Сестренка батальона | страница 42
— Между прочим, я жена комбата Румянцева, погибшего...
Быстревич смутился было, но, услышав «погибшего», снова обрел уверенность.
— Вы, кажется, зазнались тут, синьора?
— Пустите, там человек глаз повредил.
— Ах, гла-аз. А я как раз дежурный. Пойдемте вместе, — он взял ее под руку. Наташа вырвалась, шагнула назад. — Отчего же нет? — с похотливой улыбкой поинтересовался Быстревич. Марякин, поджидавший Наташу, медленно возвратился. Засунув руки в карманы, встал перед лейтенантом. Рядом с Марякиным, такой же огромный, появился Братухин.
— Слушайте, вы, многоуважаемый синьор, — сказал Федя, — я, однако, земляк Крамовой и в обиду ее не дам.
— Скажи проще, — перебил его. Марякин, — она наша батальонная сестренка, всем тут. жизнь не раз спасала. И ой как плохо будет тому, кто обидит ее! Клянусь бородой своего деда.
На груди у Братухина два ордена Славы, ордена Красной Звезды и Отечественной войны. Два ордена Отечественной войны и медаль «За отвагу» украшают широкую грудь Марякина. А лейтенант еще не видел войны и считал, что цинизм майора из запасного самая яркая черта фронтовика.
Дерзость танкистов покоробила Быстревича: «С офицером так говорить!» Но от фигур гвардейцев, от их слов и глаз исходило что-то сильное. Он лишь смущенно улыбнулся и пробормотал, оправдываясь:
— Я же не знал, что жена. Я думал...
— Для некоторых, товарищ лейтенант, дума что вещмешок — только лишняя тягота, — дерзковато заметил Братухин и козырнул. — Счастливенько оставаться...

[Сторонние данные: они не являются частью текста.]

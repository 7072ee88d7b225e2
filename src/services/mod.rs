// Services module - business logic layer

pub mod clock;
pub mod menu_service;
pub mod restaurant_service;
pub mod voting_service;

pub use clock::{Clock, FixedClock, SystemClock, VotingWindow};
pub use menu_service::{default_menu, MenuService};
pub use restaurant_service::{default_restaurants, RestaurantService};
pub use voting_service::VotingService;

Иван Иванович показывал Никифорову, как обтесывать ствол, а тот тюкнул так, что крошка от коры попала в глаз.
— Ну, как теперь? — спросила Наташа, когда крупицы корья наконец удалось извлечь.
— Легче, доченька. Только вот слезы белый свет застят.
— Пройдет. Да не лезьте туда руками!
— Слава богу, хоть не попортил глаз-то, — жалобно проговорил Иван Иванович.
— Молод меня учить. Отступись, аред, дух нечистый!
— Эх, отступись, худая жизнь, привяжись хорошая! — запел Федя, уходя. Не в силах найти подходящих слов, Иван Иванович только развел руками да сердито сплюнул.
Братухин не на шутку испугался за своего радиста, над которым постоянно подтрунивал, но которого втайне уважал за смелость в бою, за то, как, не ожидая приказа, угадывал он, когда надо хлестнуть по врагу очередью из пулемета. Но, услышав слова о боге, взорвался:
— Что это тебя, папаша, твой бог не бережет? Да тебя боженька за это на руках должен носить. А он — на тебе: занозу в глаз. Что это он, всесильный, на тебя осерчал? Или ты с ним поцапался маненечко?